Have you ever wondered what it takes to make a best-selling perfume? The obvious answer should be a combination of quality (first and foremost one would argue), capturing the zeitgeist of the period of release and of course some sort of universal appeal. But of course as we perfume lovers well know, far from all best-selling perfumes comply with these or similar criteria. In fact, most of the time it is marketing that drives a best-seller, with unfortunate, deleterious consequences for the sensitive noses and sensibilities of connoiseurs who end up disparaging the mainstream market as a result. For me one such perfume whose continuing success leaves me rather bewildered is Dior's J'Adore, a veritable golden goose for the company. Countless women profess their adoration (ugh, forgive the accidental pun) for J'Adore, much to my dismay and confusion. Well, I seem to have come across an (at least partial) explanation for its success while studying for Consumer Psychology, one of my elective courses this year, and now that I've more time I finally get to share it with you. According to Hoyer & MacInnis (2008, p. 34) it is not uncommon for modern marketing efforts to be driven by neuroscience:
Neuroscientists are seeking to understand consumer behavior by looking at brain activity using functional resonance imaging (fMRI). To do this, they examine which parts of the brain become activated when consumers are engaging in activities such as making a decision, viewing an ad, or selecting an investment. For instance, Christian Dior used fMRI research to test consumer's reactions to music, colors, and ad placement when planning its highly successful introductory campaign for J'Adore perfume. Although neuroscience research raises concerns about manipulation, one advertising executive notes: "Observing brain activity and setting up models for behavior is not the same as forcing a brain into making a consumption decision."

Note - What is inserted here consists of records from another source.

use anyhow::{bail, Context, Result};
use clap::{Parser, Subcommand};
use facecheck_core::{Descriptor, FacePair, LoadLimits, PrecomputedFaceService};
use facecheck_ui::{CheckOutcome, Config, UiState, VerificationController};
use std::path::{Path, PathBuf};

#[derive(Parser)]
#[command(name = "facecheck", about = "Compare the two faces in an ID-and-selfie image")]
struct Cli {
    /// TOML config file (FACECHECK_* environment variables override it)
    #[arg(long, global = true)]
    config: Option<PathBuf>,

    #[command(subcommand)]
    command: Commands,
}

#[derive(Subcommand)]
enum Commands {
    /// Detect faces, draw boxes, crop them and compare reference with probe
    Check {
        /// Image containing both faces
        image: PathBuf,
        /// Model directory
        #[arg(long)]
        models: Option<PathBuf>,
        /// Match threshold on descriptor distance
        #[arg(long)]
        threshold: Option<f32>,
        /// Detection index of the reference face (e.g. the ID document)
        #[arg(long, default_value_t = 0)]
        reference: usize,
        /// Detection index of the probe face (e.g. the selfie)
        #[arg(long, default_value_t = 1)]
        probe: usize,
        /// Directory to write overlay.png and face-<n>.png into
        #[arg(short, long)]
        out: Option<PathBuf>,
        /// Print the result as JSON
        #[arg(long)]
        json: bool,
    },
    /// Compare two descriptor files
    Compare {
        a: PathBuf,
        b: PathBuf,
        #[arg(long)]
        threshold: Option<f32>,
    },
    /// Print the detection manifest key for an image
    Digest { image: PathBuf },
    /// Show configuration and whether the face models load
    Status {
        #[arg(long)]
        models: Option<PathBuf>,
    },
}

#[tokio::main]
async fn main() -> Result<()> {
    tracing_subscriber::fmt()
        .with_env_filter(tracing_subscriber::EnvFilter::from_default_env())
        .init();

    let cli = Cli::parse();
    let mut config = Config::load(cli.config.as_deref()).context("loading configuration")?;

    match cli.command {
        Commands::Check {
            image,
            models,
            threshold,
            reference,
            probe,
            out,
            json,
        } => {
            if let Some(dir) = models {
                config.model_dir = dir;
            }
            if let Some(t) = threshold {
                config.match_threshold = t;
            }
            run_check(config, &image, FacePair::new(reference, probe), out.as_deref(), json).await
        }
        Commands::Compare { a, b, threshold } => {
            let threshold = threshold.unwrap_or(config.match_threshold);
            let a = read_descriptor(&a)?;
            let b = read_descriptor(&b)?;
            let result = facecheck_core::evaluate(&a, &b, threshold)?;
            println!("Distance: {}", result.distance);
            println!("Status: {}", result.verdict);
            Ok(())
        }
        Commands::Digest { image } => {
            let loaded = facecheck_core::load_image_file(&image, &LoadLimits::default())
                .with_context(|| format!("loading {}", image.display()))?;
            println!("{}", loaded.digest());
            Ok(())
        }
        Commands::Status { models } => {
            if let Some(dir) = models {
                config.model_dir = dir;
            }
            let controller = VerificationController::new(PrecomputedFaceService::new(), config);
            let load = controller.gate().ensure_ready().await;
            let config = controller.config();
            println!(
                "{}",
                serde_json::json!({
                    "version": env!("CARGO_PKG_VERSION"),
                    "model_dir": config.model_dir.display().to_string(),
                    "models_loaded": load.is_ok(),
                    "error": load.err().map(|e| e.to_string()),
                    "manifest_images": controller.gate().service().image_count(),
                    "match_threshold": config.match_threshold,
                    "detector_input_size": config.detector_input_size,
                    "score_threshold": config.score_threshold,
                })
            );
            Ok(())
        }
    }
}

async fn run_check(
    config: Config,
    image: &Path,
    pair: FacePair,
    out: Option<&Path>,
    json: bool,
) -> Result<()> {
    let controller = VerificationController::new(PrecomputedFaceService::new(), config);

    controller
        .select_image_file(image)
        .await
        .with_context(|| format!("loading {}", image.display()))?;
    if pair != FacePair::POSITIONAL {
        controller.select_pair(pair)?;
    }

    if !json {
        println!("Calculating...");
    }
    match controller.check().await? {
        CheckOutcome::Completed(_) => {}
        CheckOutcome::Superseded => bail!("check was superseded"),
    }

    let state = controller.state();
    if let Some(dir) = out {
        write_outputs(&state, dir)?;
    }

    if json {
        println!("{}", serde_json::to_string_pretty(&summary(&state))?);
    } else {
        println!("Faces detected: {}", state.detections.len());
        if let Some(label) = state.distance_label() {
            println!("{label}");
        }
        match (state.status_label(), &state.last_error) {
            (Some(label), _) => println!("{label}"),
            (None, Some(error)) => println!("No verdict: {error}"),
            (None, None) => println!("Need at least two faces for a verdict"),
        }
    }

    controller.shutdown().await;
    Ok(())
}

fn summary(state: &UiState) -> serde_json::Value {
    serde_json::json!({
        "image": state.source_image.as_ref().and_then(|i| i.name()),
        "digest": state.source_image.as_ref().map(|i| i.digest()),
        "faces": state.detections.len(),
        "boxes": state.detections.iter().map(|d| d.bounding_box).collect::<Vec<_>>(),
        "extracted": state.extracted_faces.iter().map(|f| f.detection_index).collect::<Vec<_>>(),
        "verification": state.verification,
        "error": state.last_error,
    })
}

fn write_outputs(state: &UiState, dir: &Path) -> Result<()> {
    std::fs::create_dir_all(dir).with_context(|| format!("creating {}", dir.display()))?;

    if let Some(overlay) = &state.overlay {
        let path = dir.join("overlay.png");
        overlay
            .save(&path)
            .with_context(|| format!("writing {}", path.display()))?;
        tracing::info!(path = %path.display(), "overlay written");
    }

    for face in &state.extracted_faces {
        let path = dir.join(format!("face-{}.png", face.detection_index));
        std::fs::write(&path, &face.png).with_context(|| format!("writing {}", path.display()))?;
        tracing::info!(path = %path.display(), width = face.width, height = face.height, "face crop written");
    }

    Ok(())
}

/// Accepts `{"values": [...]}` or a bare JSON array.
fn read_descriptor(path: &Path) -> Result<Descriptor> {
    let src = std::fs::read_to_string(path).with_context(|| format!("reading {}", path.display()))?;
    if let Ok(descriptor) = serde_json::from_str::<Descriptor>(&src) {
        return Ok(descriptor);
    }
    let values: Vec<f32> = serde_json::from_str(&src)
        .with_context(|| format!("{} is not a descriptor", path.display()))?;
    Ok(Descriptor::new(values))
}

Although I cannot with certaintly refute the validity of this claim without further information, one has to question the extent of its truthfulness. Specifically, in the event that marketing is heavily based on automatic brain responses, what sort of defense is left for us against it? What do you think? Considering that not every household currently contains a bottle of J'Adore it is clear that freedom of choice still remains secure, but with more technological advances in the future I foresee this ethical debate heating up.
To briefly return to one of my initial points regarding universal appeal in perfume, I found another interesting little tidbit elsewhere in the book (idem, p. 84). According to the authors "Only one smell is universally regarded as pleasant. No, it's not vanilla... It's cola! Considering this, I am surprised we've yet to come across a perfume with cola notes! Or have I missed something?
References: Hoyer, D. W. & MacInnis, D. J., 2008. Consumer Behavior. North Way: GB, South-Western, Cengage Learning
Emphasis in original text added by author.